While lack of visibility to inventory on the surface is a day-to-day operational problem, the broader implications of wasted inventory expense (e.g., lost, expired supplies), missed charge capture, revenue leakage and patient safety risks (e.g., expired/recalled product used on patient) are more likely to catch the interest of the hospital CEO, CFO or CMO. 

If the organization’s supply chain is still in the early stage of the supply chain technology maturity curve and is unable to generate reliable analytics on its own supply usage, there are many industry resources and examples it can leverage to secure C-suite interest and demonstrate the value of supply chain technology investments. There are countless success stories of health systems and hospitals of all sizes saving anywhere between $150k to $20M through greater inventory visibility and control. 

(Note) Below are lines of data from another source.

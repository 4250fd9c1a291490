//! OpenAI-compatible question generator.

use async_trait::async_trait;
use serde::{Deserialize, Serialize};
use tracing::instrument;

use perlan_core::error::RemoteError;
use perlan_core::model::Question;
use perlan_core::traits::{
    build_generation_prompt, parse_generated_questions, GenerateRequest, QuestionGenerator,
    GENERATION_SYSTEM_PROMPT,
};

const DEFAULT_BASE_URL: &str = "https://api.openai.com";
const DEFAULT_MODEL: &str = "gpt-4.1-mini";
const DEFAULT_TIMEOUT_SECS: u64 = 120;
const MAX_TOKENS: u32 = 2048;

/// Drafts questions through a chat-completions endpoint.
pub struct OpenAiGenerator {
    api_key: String,
    base_url: String,
    model: String,
    client: reqwest::Client,
}

impl OpenAiGenerator {
    pub fn new(api_key: &str, base_url: Option<String>, model: Option<String>) -> anyhow::Result<Self> {
        let client = reqwest::Client::builder()
            .timeout(std::time::Duration::from_secs(DEFAULT_TIMEOUT_SECS))
            .build()
            .map_err(|e| RemoteError::NetworkError(format!("failed to build HTTP client: {e}")))?;

        Ok(Self {
            api_key: api_key.to_string(),
            base_url: base_url.unwrap_or_else(|| DEFAULT_BASE_URL.to_string()),
            model: model.unwrap_or_else(|| DEFAULT_MODEL.to_string()),
            client,
        })
    }
}

#[derive(Serialize)]
struct OpenAiRequest {
    model: String,
    max_tokens: u32,
    temperature: f64,
    messages: Vec<OpenAiMessage>,
}

#[derive(Serialize)]
struct OpenAiMessage {
    role: String,
    content: String,
}

#[derive(Deserialize)]
struct OpenAiResponse {
    choices: Vec<OpenAiChoice>,
}

#[derive(Deserialize)]
struct OpenAiChoice {
    message: OpenAiChoiceMessage,
}

#[derive(Deserialize)]
struct OpenAiChoiceMessage {
    content: String,
}

#[async_trait]
impl QuestionGenerator for OpenAiGenerator {
    fn name(&self) -> &str {
        "openai"
    }

    #[instrument(skip(self, request), fields(category = %request.category, count = request.count))]
    async fn generate(&self, request: &GenerateRequest) -> anyhow::Result<Vec<Question>> {
        let body = OpenAiRequest {
            model: request.model.clone().unwrap_or_else(|| self.model.clone()),
            max_tokens: MAX_TOKENS,
            temperature: 0.8,
            messages: vec![
                OpenAiMessage {
                    role: "system".to_string(),
                    content: GENERATION_SYSTEM_PROMPT.to_string(),
                },
                OpenAiMessage {
                    role: "user".to_string(),
                    content: build_generation_prompt(request),
                },
            ],
        };

        let response = self
            .client
            .post(format!("{}/v1/chat/completions", self.base_url))
            .header("Authorization", format!("Bearer {}", self.api_key))
            .header("content-type", "application/json")
            .json(&body)
            .send()
            .await
            .map_err(|e| {
                if e.is_timeout() {
                    RemoteError::Timeout(DEFAULT_TIMEOUT_SECS)
                } else {
                    RemoteError::NetworkError(e.to_string())
                }
            })?;

        let status = response.status().as_u16();
        if status == 401 {
            let body = response.text().await.unwrap_or_default();
            return Err(RemoteError::AuthenticationFailed(body).into());
        }
        if status >= 400 {
            let body = response.text().await.unwrap_or_default();
            return Err(RemoteError::ApiError {
                status,
                message: body,
            }
            .into());
        }

        let api_response: OpenAiResponse =
            response.json().await.map_err(|e| RemoteError::ApiError {
                status: 0,
                message: format!("failed to parse response: {e}"),
            })?;

        let content = api_response
            .choices
            .first()
            .map(|c| c.message.content.as_str())
            .unwrap_or_default();
        let questions = parse_generated_questions(content, request)?;
        tracing::info!("generated {} of {} requested questions", questions.len(), request.count);
        Ok(questions)
    }
}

Transformation from dock to doc

Improving the triad of supply costs, patient care quality and overall financial outcomes requires interdepartmental collaboration, information sharing and decision making among supply chain, clinicians and other key stakeholders (e.g., finance, value analysis). 

Given the historic challenges in this area, including lack of trust, legacy systems and silos of data, establishment of a CISC can seem overwhelming to a health system or hospital. Supply chain leaders can start with small steps today to engage clinicians, initiate conversations and begin paving a path forward for impactful change. 

Cory Turner CMRP leads Healthcare Strategy for Tecsys, one of the largest supply chain IT organizations in the healthcare industry. He has two decades of experience in healthcare supply chain operations and solutioning, having earned his credentials at Greenville Health System, (now PRISMA Health), the largest IDN in South Carolina. He has since built his career with experience with Infor, Omnicell and Workday solutions. Cory’s insights into the healthcare supply chain market are distinctively informed by his tenure as both an operator and provider of SCE software.